Все-таки запнулся митрозамполит.
— Да… — с легким оттенком сожаления признал он и отложил листок в сторону. — Поэтому я считаю, что более приемлем следующий сценарий, — продолжал он дробить языком как ни в чем не бывало. — Обратиться завтра в ООН с жалобой на спецслужбы Баклужино: дескать, выкрали Африкана и тайно умертвили… Волну народного гнева организовывать не стоит — поднимется сама…
Партиарх слушал, сдвинув брови, и время от времени кивал. «Молодой… — одобрительно думал он. — Мысль с перепугу играет… Все-таки правильно я его назначил…»
Негромко крякнул — и митрозамполит умолк.
— А сопротивления он по болезни оказагь не смог… Ты ведь к этому клонишь?.. — уточнил Партиарх. — Общий упадок сил, в том числе и чудотворных?.. Ну, допустим, допустим… А спросят: на кой это пес вообще понадобилось баклужинским спецслужбам?..
Однако на сей раз сбить наркома инквизиции не удалось.
— Боялись, как бы он их не разоблачил на процессе в Гааге…
— В какой Гааге?.. — страшно раскрывая глаза, угрожающе переспросил Партиарх. — Ты… Ты соображаешь, что говоришь?
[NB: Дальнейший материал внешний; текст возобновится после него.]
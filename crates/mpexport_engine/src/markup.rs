//! Fragment re-serialization with per-element rewriting.
//!
//! `scraper` trees are read-only, so edits are applied while writing the
//! tree back out. Nodes are visited in document order; an element that is
//! removed takes its whole subtree with it.

use ego_tree::NodeRef;
use scraper::node::Node;
use scraper::{ElementRef, Html};

#[derive(Debug, Clone, Copy, PartialEq, Eq)]
pub(crate) enum ElementAction {
    Keep,
    Remove,
}

pub(crate) trait ElementRewriter {
    fn rewrite(&mut self, element: ElementRef<'_>, attrs: &mut Vec<(String, String)>)
        -> ElementAction;
}

/// Leaves every element as parsed.
pub(crate) struct Unchanged;

impl ElementRewriter for Unchanged {
    fn rewrite(&mut self, _: ElementRef<'_>, _: &mut Vec<(String, String)>) -> ElementAction {
        ElementAction::Keep
    }
}

const VOID_ELEMENTS: &[&str] = &[
    "area", "base", "br", "col", "embed", "hr", "img", "input", "link", "meta", "param",
    "source", "track", "wbr",
];

const RAW_TEXT_ELEMENTS: &[&str] = &[
    "script", "style", "xmp", "iframe", "noembed", "noframes", "noscript", "plaintext",
];

/// Serializes the children of a fragment's root element.
pub(crate) fn serialize_fragment(html: &Html, rewriter: &mut dyn ElementRewriter) -> String {
    let mut out = String::new();
    for child in html.root_element().children() {
        write_node(child, rewriter, &mut out);
    }
    out
}

/// `<img>` elements in document order.
pub(crate) fn images_in_order(html: &Html) -> Vec<ElementRef<'_>> {
    html.root_element()
        .descendants()
        .filter_map(ElementRef::wrap)
        .filter(|element| element.value().name() == "img")
        .collect()
}

fn write_node(node: NodeRef<'_, Node>, rewriter: &mut dyn ElementRewriter, out: &mut String) {
    match node.value() {
        Node::Text(text) => {
            let raw = node
                .parent()
                .and_then(ElementRef::wrap)
                .map(|parent| RAW_TEXT_ELEMENTS.contains(&parent.value().name()))
                .unwrap_or(false);
            if raw {
                out.push_str(text);
            } else {
                escape_text(text, out);
            }
        }
        Node::Comment(comment) => {
            out.push_str("<!--");
            out.push_str(comment);
            out.push_str("-->");
        }
        Node::Element(_) => {
            if let Some(element) = ElementRef::wrap(node) {
                write_element(element, rewriter, out);
            }
        }
        _ => {}
    }
}

fn write_element(element: ElementRef<'_>, rewriter: &mut dyn ElementRewriter, out: &mut String) {
    let mut attrs: Vec<(String, String)> = element
        .value()
        .attrs()
        .map(|(name, value)| (name.to_string(), value.to_string()))
        .collect();
    if rewriter.rewrite(element, &mut attrs) == ElementAction::Remove {
        return;
    }

    let name = element.value().name();
    out.push('<');
    out.push_str(name);
    for (attr, value) in &attrs {
        out.push(' ');
        out.push_str(attr);
        out.push_str("=\"");
        escape_attr(value, out);
        out.push('"');
    }
    out.push('>');

    if VOID_ELEMENTS.contains(&name) {
        return;
    }
    for child in element.children() {
        write_node(child, rewriter, out);
    }
    out.push_str("</");
    out.push_str(name);
    out.push('>');
}

fn escape_text(text: &str, out: &mut String) {
    for c in text.chars() {
        match c {
            '&' => out.push_str("&amp;"),
            '<' => out.push_str("&lt;"),
            '>' => out.push_str("&gt;"),
            '\u{a0}' => out.push_str("&nbsp;"),
            _ => out.push(c),
        }
    }
}

fn escape_attr(value: &str, out: &mut String) {
    for c in value.chars() {
        match c {
            '&' => out.push_str("&amp;"),
            '"' => out.push_str("&quot;"),
            '\u{a0}' => out.push_str("&nbsp;"),
            _ => out.push(c),
        }
    }
}

/// Escapes text for insertion into a hand-written HTML template.
pub(crate) fn escape_html(text: &str) -> String {
    let mut out = String::with_capacity(text.len());
    for c in text.chars() {
        match c {
            '"' => out.push_str("&quot;"),
            '\'' => out.push_str("&#39;"),
            _ => escape_text(c.encode_utf8(&mut [0; 4]), &mut out),
        }
    }
    out
}

#[cfg(test)]
mod tests {
    use super::*;

    struct DropSpans;

    impl ElementRewriter for DropSpans {
        fn rewrite(
            &mut self,
            element: ElementRef<'_>,
            attrs: &mut Vec<(String, String)>,
        ) -> ElementAction {
            attrs.retain(|(name, _)| name != "data-x");
            if element.value().name() == "span" {
                ElementAction::Remove
            } else {
                ElementAction::Keep
            }
        }
    }

    #[test]
    fn reserializes_without_changes() {
        let markup = r#"<div id="c"><p>a &amp; b<br>c</p><img src="x.png"></div>"#;
        let html = Html::parse_fragment(markup);
        assert_eq!(serialize_fragment(&html, &mut Unchanged), markup);
    }

    #[test]
    fn removed_elements_take_their_subtree() {
        let html = Html::parse_fragment(r#"<p data-x="1">keep<span>drop <b>me</b></span></p>"#);
        assert_eq!(serialize_fragment(&html, &mut DropSpans), "<p>keep</p>");
    }

    #[test]
    fn noscript_content_is_written_back_verbatim() {
        let markup = r#"<p>x</p><noscript><img src="y.png"></noscript>"#;
        let html = Html::parse_fragment(markup);
        assert_eq!(serialize_fragment(&html, &mut Unchanged), markup);
    }

    #[test]
    fn nbsp_and_quotes_are_escaped() {
        let html = Html::parse_fragment("<p title=\"a&quot;b\">x\u{a0}y</p>");
        assert_eq!(
            serialize_fragment(&html, &mut Unchanged),
            "<p title=\"a&quot;b\">x&nbsp;y</p>"
        );
    }

    #[test]
    fn images_follow_document_order() {
        let html = Html::parse_fragment(
            r#"<section><img src="1"><p><img src="2"></p></section><img src="3">"#,
        );
        let sources: Vec<_> = images_in_order(&html)
            .into_iter()
            .filter_map(|img| img.value().attr("src"))
            .collect();
        assert_eq!(sources, vec!["1", "2", "3"]);
    }

    #[test]
    fn template_escape_covers_quotes() {
        assert_eq!(escape_html(r#"<a "b" & 'c'>"#), "&lt;a &quot;b&quot; &amp; &#39;c&#39;&gt;");
    }
}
Да чтобы мы… любимца партии, любимца народа… выдали этим собакам империалистам? Этим еретикам?..
— Нет, мы-то, понятно, выдавать не хотели… — поспешил объясниться Питирим. — А в Баклужино думали, что выдадим… Ну и выкрали…
— М-да?.. — Порфирий подумал. — А в чем он собирался их разоблачать?
— Преступления подберем… Фактуры хватает…
— Почему не разоблачил раньше?
— Так ведь Гаага же… — тонко заметил митрозамполит. — Мировая огласка…
Партиарх помычал, в сомнении качнул головой:
— Тогда выходит — Африкан сам должен был потребовать суда…
— А он и требовал!.. — со всей убежденностью подхватил Питирим. — Хотел явиться в Гаагу добровольно, а мы его не пускали… боясь за его безопасность…
Партиарх призадумался.
— Труп нужен, — сурово молвил он наконец.
— Нужен… — сокрушенно подтвердил Питирим.
— А спросят: где взяли?
— Выкрали из баклужинских застенков…
— То есть сами признаемся, что наш спецназ шурует на их территории?
— Ну почему же спецназ?.. Местные патриоты выкрали — и нам передали…
— Хм… — сказал Партиарх. Все еще колебался. — Ну а умерщвлять-то как собираешься? — прямо спросил он.
Питирим крякнул. Честно сказать, задача казалась ему неразрешимой. Пока Африкан жив, статуса чудотворца его никак не лишишь! А пока у него статус чудотворца — покушаться нет смысла: ни пулей не достанешь, ни ножом…
— Н-ну, может быть… как-нибудь все-таки… вычеркнуть его из списка?.. — с надеждой молвил он.
— Как?.. — сдавленно спросил Партиарх. — Как ты это сделаешь без огласки?.. А в него три четверти избирателей верят!.. Хочешь их переубедить? Иди — переубеждай!..
Молоденький нарком инквизиции пригорюнился, затосковал.
— Динамитом попробовать? — расстроенно предположил он.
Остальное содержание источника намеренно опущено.